2014-03-06

A stormy winter of piling-on snow and ice and slick and slushy roads mined with rim-bending potholes have driven a certain kind of weather-wary buyer to Jonathan Grant’s Central Avenue Chrysler Jeep Dodge Ram dealership in Yonkers.

“I’m seeing huge demand for sport utilities – unprecedented,” said Grant, who also owns Central Avenue Nissan in Yonkers, Hyundai of White Plains and White Plains Chrysler Jeep Dodge. “The sport utility business in the first two months of this year is off the charts.”

Grant doesn’t expect the demand for SUVs to be a one-season phenomenon in a county hit by a series of severe storms in recent years.

“I think people are going to think long and hard about living in Westchester and not having a sport utility vehicle. It’s getting really hard,” he said.

Auto shoppers’ severe weather concerns could combine with relatively low prices at the gas pump this year to slow demand for compact cars.

“Gas prices being as low as they are, I don’t think it’s helped the smaller car market,” Grant said. “When gas is as low-priced and as plentiful as it is now, I think that puts a crimp in the small car market.”

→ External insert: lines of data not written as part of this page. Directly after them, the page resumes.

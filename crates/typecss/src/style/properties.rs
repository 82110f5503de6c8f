//! Typed property assignments for a rule.

use std::collections::BTreeMap;

use crate::schema::PropertySlot;
use crate::types::Value;

/// Set of typed property assignments.
///
/// Assignments are kept in canonical slot order, so iteration order (and
/// therefore emission order) does not depend on the order slots were set in.
/// Setting a slot twice replaces the earlier value.
#[derive(Debug, Clone, Default, PartialEq)]
pub struct Props {
    values: BTreeMap<PropertySlot, Value>,
}

impl Props {
    /// Create an empty property set.
    pub fn new() -> Self {
        Self::default()
    }

    /// Assign a value to a slot, returning the previous value if any.
    pub fn set(&mut self, slot: PropertySlot, value: impl Into<Value>) -> Option<Value> {
        self.values.insert(slot, value.into())
    }

    /// Get the value assigned to a slot.
    pub fn get(&self, slot: PropertySlot) -> Option<&Value> {
        self.values.get(&slot)
    }

    /// Remove a slot's assignment.
    pub fn remove(&mut self, slot: PropertySlot) -> Option<Value> {
        self.values.remove(&slot)
    }

    /// Check if a slot is assigned.
    pub fn contains(&self, slot: PropertySlot) -> bool {
        self.values.contains_key(&slot)
    }

    /// Number of assigned slots.
    pub fn len(&self) -> usize {
        self.values.len()
    }

    /// Check if no slot is assigned.
    pub fn is_empty(&self) -> bool {
        self.values.is_empty()
    }

    /// Iterate over assignments in canonical slot order.
    pub fn iter(&self) -> impl Iterator<Item = (PropertySlot, &Value)> {
        self.values.iter().map(|(slot, value)| (*slot, value))
    }

    /// Merge another set of properties into this one.
    ///
    /// Slots assigned in `other` overwrite the same slots here.
    pub fn merge(&mut self, other: &Props) {
        for (slot, value) in other.iter() {
            self.values.insert(slot, value.clone());
        }
    }
}

impl<V: Into<Value>> FromIterator<(PropertySlot, V)> for Props {
    fn from_iter<I: IntoIterator<Item = (PropertySlot, V)>>(iter: I) -> Self {
        let mut props = Props::new();
        for (slot, value) in iter {
            props.set(slot, value);
        }
        props
    }
}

Like other dealers in the county and nationwide, Grant suffered through the worst of times in the auto industry in 2008 and 2009, when sales dropped 50 percent at his dealerships over an 18-month period. “In my 25 years doing this, it was the most difficult experience I went through.”

Since then, though, “We’ve recovered nicely. It’s been an upswing every year since then.”

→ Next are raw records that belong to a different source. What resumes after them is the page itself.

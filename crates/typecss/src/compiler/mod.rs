//! Stylesheet compilation to CSS text.
//!
//! Compilation is a pure function of the stylesheet and the options:
//! identical input always yields byte-identical output.
//!
//! Per rule, in stylesheet order:
//! 1. Typed properties are resolved through the schema in canonical slot
//!    order. Composites are flattened in place; omitted values are skipped.
//! 2. Custom properties follow, verbatim, in insertion order.
//! 3. The rule is emitted, even when it has no declarations.
//!
//! Every rule is resolved before anything is written, so an error leaves
//! the output sink untouched.
//!
//! # Example
//!
//! ```
//! use typecss::prelude::*;
//!
//! let sheet = Stylesheet::new().with_rule(
//!     Rule::new("hr", Style::new().color(Color::Inherit).height(Length::ZERO))
//!         .custom_prop("border-top-width", "1px"),
//! );
//!
//! assert_eq!(compile(&sheet)?, "hr{color:inherit;height:0;border-top-width:1px;}");
//! # Ok::<(), typecss::Error>(())
//! ```

mod options;

use std::fmt::{self, Write};

pub use options::{CompileOptions, OutputFormat};

use crate::rules::{Rule, Stylesheet};
use crate::schema::{self, Declaration};
use crate::{Error, Result};

/// Compile a stylesheet with the default options.
pub fn compile(sheet: &Stylesheet) -> Result<String> {
    Compiler::default().compile(sheet)
}

/// Compile a stylesheet with the given options.
pub fn compile_with(sheet: &Stylesheet, options: &CompileOptions) -> Result<String> {
    Compiler::new(options.clone()).compile(sheet)
}

/// A stylesheet compiler.
///
/// Holds only immutable options, so one compiler can be shared across
/// threads and reused for any number of stylesheets.
#[derive(Debug, Clone, Default)]
pub struct Compiler {
    options: CompileOptions,
}

/// A rule with all of its declarations resolved.
struct ResolvedRule<'a> {
    selector: &'a str,
    declarations: Vec<Declaration<'a>>,
}

impl Compiler {
    /// Create a compiler with the given options.
    pub fn new(options: CompileOptions) -> Self {
        Self { options }
    }

    /// The compiler's options.
    pub fn options(&self) -> &CompileOptions {
        &self.options
    }

    /// Compile a stylesheet to a new string.
    pub fn compile(&self, sheet: &Stylesheet) -> Result<String> {
        let mut css = String::new();
        self.write_to(sheet, &mut css)?;
        Ok(css)
    }

    /// Compile a stylesheet into `out`.
    ///
    /// Nothing is written if any rule fails to resolve.
    pub fn write_to<W: Write + ?Sized>(&self, sheet: &Stylesheet, out: &mut W) -> Result<()> {
        tracing::debug!(
            rules = sheet.len(),
            format = ?self.options.format,
            "compiling stylesheet"
        );

        let resolved = sheet
            .iter()
            .enumerate()
            .map(|(index, rule)| {
                self.resolve_rule(index, rule).inspect_err(|e| {
                    tracing::warn!(
                        index,
                        selector = %rule.selector,
                        error = %e,
                        "rule failed to compile"
                    );
                })
            })
            .collect::<Result<Vec<_>>>()?;

        let mut declarations = 0;
        for (index, rule) in resolved.iter().enumerate() {
            self.emit(index, rule, out)?;
            declarations += rule.declarations.len();
        }

        tracing::debug!(rules = resolved.len(), declarations, "compiled stylesheet");
        Ok(())
    }

    fn resolve_rule<'a>(&self, index: usize, rule: &'a Rule) -> Result<ResolvedRule<'a>> {
        if rule.selector.trim().is_empty() {
            return Err(Error::EmptySelector { index });
        }

        let mut declarations = Vec::with_capacity(rule.props.len() + rule.custom_props.len());

        for (slot, value) in rule.props.iter() {
            declarations.extend(schema::resolve(slot, value)?);
        }

        for custom in &rule.custom_props {
            if self.options.validate_custom_properties {
                custom.validate()?;
            }
            declarations.push(Declaration::new(&custom.name, custom.value.as_str()));
        }

        Ok(ResolvedRule {
            selector: &rule.selector,
            declarations,
        })
    }

    fn emit<W: Write + ?Sized>(
        &self,
        index: usize,
        rule: &ResolvedRule<'_>,
        out: &mut W,
    ) -> fmt::Result {
        match self.options.format {
            OutputFormat::Compact => {
                write!(out, "{}{{", rule.selector)?;
                for declaration in &rule.declarations {
                    write!(out, "{}:{};", declaration.name, declaration.value)?;
                }
                out.write_char('}')
            }
            OutputFormat::Pretty => {
                if index > 0 {
                    out.write_char('\n')?;
                }
                if rule.declarations.is_empty() {
                    return writeln!(out, "{} {{}}", rule.selector);
                }
                writeln!(out, "{} {{", rule.selector)?;
                for declaration in &rule.declarations {
                    writeln!(out, "  {}: {};", declaration.name, declaration.value)?;
                }
                writeln!(out, "}}")
            }
        }
    }
}

#[cfg(test)]
mod tests {
    use super::*;
    use crate::schema::PropertySlot;
    use crate::style::Style;
    use crate::types::{Border, BorderStyle, Color, Display, Length, Value};

    fn hr_rule() -> Rule {
        Rule::new("hr", Style::new().color(Color::Inherit).height(Length::ZERO))
            .custom_prop("border-top-width", "1px")
    }

    #[test]
    fn compact_single_rule() {
        let sheet = Stylesheet::new().with_rule(hr_rule());
        assert_eq!(
            compile(&sheet).unwrap(),
            "hr{color:inherit;height:0;border-top-width:1px;}"
        );
    }

    #[test]
    fn pretty_single_rule() {
        let sheet = Stylesheet::new().with_rule(hr_rule());
        assert_eq!(
            compile_with(&sheet, &CompileOptions::pretty()).unwrap(),
            "hr {\n  color: inherit;\n  height: 0;\n  border-top-width: 1px;\n}\n"
        );
    }

    #[test]
    fn pretty_separates_rules() {
        let sheet = Stylesheet::new()
            .with_rule(Rule::bare("a"))
            .with_rule(Rule::new("b", Style::new().display(Display::Block)));
        assert_eq!(
            compile_with(&sheet, &CompileOptions::pretty()).unwrap(),
            "a {}\n\nb {\n  display: block;\n}\n"
        );
    }

    #[test]
    fn typed_order_is_canonical_not_insertion() {
        let a = Style::new().height(Length::ZERO).color(Color::Inherit);
        let b = Style::new().color(Color::Inherit).height(Length::ZERO);
        let first = compile(&Stylesheet::new().with_rule(Rule::new("x", a))).unwrap();
        let second = compile(&Stylesheet::new().with_rule(Rule::new("x", b))).unwrap();
        assert_eq!(first, second);
        assert_eq!(first, "x{color:inherit;height:0;}");
    }

    #[test]
    fn custom_prop_follows_typed_prop() {
        let rule = Rule::new("[hidden]", Style::new().display(Display::Block))
            .custom_prop("display", "none !important");
        let css = compile(&Stylesheet::new().with_rule(rule)).unwrap();
        assert_eq!(css, "[hidden]{display:block;display:none !important;}");
    }

    #[test]
    fn empty_rule_still_emitted() {
        let sheet = Stylesheet::new()
            .with_rule(Rule::bare("a"))
            .with_rule(Rule::new("b", Style::new().border(Border::new())));
        assert_eq!(compile(&sheet).unwrap(), "a{}b{}");
    }

    #[test]
    fn composite_flattened_in_place() {
        let style = Style::new()
            .border(Border::new().width(Length::ZERO).style(BorderStyle::Solid))
            .box_sizing(crate::types::BoxSizing::BorderBox)
            .appearance(crate::types::Appearance::Button);
        let css = compile(&Stylesheet::new().with_rule(Rule::new("*", style))).unwrap();
        assert_eq!(
            css,
            "*{appearance:button;border-width:0;border-style:solid;box-sizing:border-box;}"
        );
    }

    #[test]
    fn empty_selector_rejected() {
        let sheet = Stylesheet::new()
            .with_rule(Rule::bare("a"))
            .with_rule(Rule::bare("  "));
        assert_eq!(compile(&sheet), Err(Error::EmptySelector { index: 1 }));
    }

    #[test]
    fn type_mismatch_fails_whole_compile() {
        let sheet = Stylesheet::new()
            .with_rule(hr_rule())
            .with_rule(Rule::new(
                "p",
                Style::new().set(PropertySlot::Height, Color::Inherit),
            ));

        let mut out = String::new();
        let err = Compiler::default().write_to(&sheet, &mut out).unwrap_err();
        assert!(matches!(err, Error::TypeMismatch { property: "height", .. }));
        assert!(out.is_empty(), "no partial CSS on error");
    }

    #[test]
    fn invalid_custom_name_rejected_unless_disabled() {
        let sheet = Stylesheet::new().with_rule(Rule::bare("a").custom_prop("bad name", "1"));

        assert_eq!(
            compile(&sheet),
            Err(Error::invalid_custom_property_name("bad name"))
        );

        let lenient = CompileOptions::default().with_custom_property_validation(false);
        assert_eq!(compile_with(&sheet, &lenient).unwrap(), "a{bad name:1;}");
    }

    #[test]
    fn omitted_values_are_skipped() {
        let style = Style::new()
            .set(PropertySlot::FontWeight, Value::keyword(""))
            .color(Color::named(""))
            .display(Display::Flex);
        let css = compile(&Stylesheet::new().with_rule(Rule::new("p", style))).unwrap();
        assert_eq!(css, "p{display:flex;}");
    }

    #[test]
    fn repeated_compiles_are_identical() {
        let sheet = Stylesheet::new().with_rule(hr_rule()).with_rule(hr_rule());
        let compiler = Compiler::new(CompileOptions::pretty());
        assert_eq!(compiler.compile(&sheet).unwrap(), compiler.compile(&sheet).unwrap());
    }
}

Business in 2013 “was good,” he said. “We were up about 25 percent over the previous year.”

Dealers in metropolitan New York – including the five boroughs, Long Island, Westchester and Rockland counties – saw a 6 percent increase in sales of cars and light trucks in 2013, according to data from R.L. Polk & Co. released by the Greater New York Automobile Dealers Association. The downstate increase, though, was below the pace of national sales in 2013, which rose 9 percent from 2012, Polk reported. Sales in the metro area in 2012 rose nearly 12 percent from 2011, nearly double the sales volume increase of 2013.

Metro buyers increasingly are leaving dealer lots in new pickup trucks and SUVs. While car sales grew by 2.1 percent in the region last year, sales of light trucks rose 10.7 percent and accounted for nearly 48 percent of the 489,700 retail vehicles sold here.

Japanese auto brands accounted for half of all sales in the metro area in 2013. The 244,302 Japanese vehicles sold here was a 4.8 percent increase from 2012. Mazda, with 7,727 new cars registered at Department of Motor Vehicle offices in the metro region in 2013, saw sales rise by more than 24 percent for the year. Subaru sales in the region rose nearly 20 percent last year.

U.S. auto brands grabbed a 24 percent share of the metro market in 2013, when purchases of Detroit’s Big Three models jumped 15 percent in New York auto dealers’ showrooms.

European brands accounted for 19 percent of the metro auto market in 2013, with sales up 6.4 percent in the area from 2012.

BMW and Audi led the European field in metro showrooms with sales increases for the year of 16.4 percent and 9.9 percent, respectively.

Only Korean autos lost popularity with metro auto buyers in 2013, with sales dropping more than 10 percent from 2012. Sales of Hyundai models dropped nearly 14 percent from the previous year.

In Westchester, Grant’s U.S. auto dealerships profited from the light-truck trend and a wave of renewed popularity for Chrysler and Dodge brands.

Chrysler sales in the metro area increased 34 percent in 2013, while Dodge sales jumped 47.5 percent, the largest increase in the region for all gas-fueled vehicles. California-based Tesla Motors Inc. sold 569 electric cars in the region last year, a nearly 2,089 percent increase from 2012.

Metropolitan sales of Chrysler’s Ram trucks jumped nearly 44 percent last year. Sales of GMC trucks and SUVs rose nearly 36 percent.

In the luxury market, 993 new Jaguar owners registered at metro DMV offices last year, a nearly 45 percent increase from 2012. General Motors Co.’s Cadillac division saw a nearly 19 percent increase in metro sales last year.

With 7,028 new cars sold in the region, Cadillac still chugged well behind foreign luxury brands popular with urban and suburban New Yorkers. Mercedes added 28,444 new owners in the region last year, up nearly 8 percent from 2012. Toyota’s Lexus luxury line notched 16,259 sales on dealer floors in 2013, up more than 12 percent.

At the start of a long, rugged winter, metro auto dealers saw an overall 12 percent drop in sales in December. That chilly performance was followed in January by an estimated 5 percent drop in the regional market from a year earlier, according to the market research firm Auto Outlook.

The market for new autos is expected to pick up in 2014, although industry analysts predict sales growth again will be slower than the previous year’s.

For the metropolitan market, analysts at Polk predict a 3.9 percent improvement in 2014.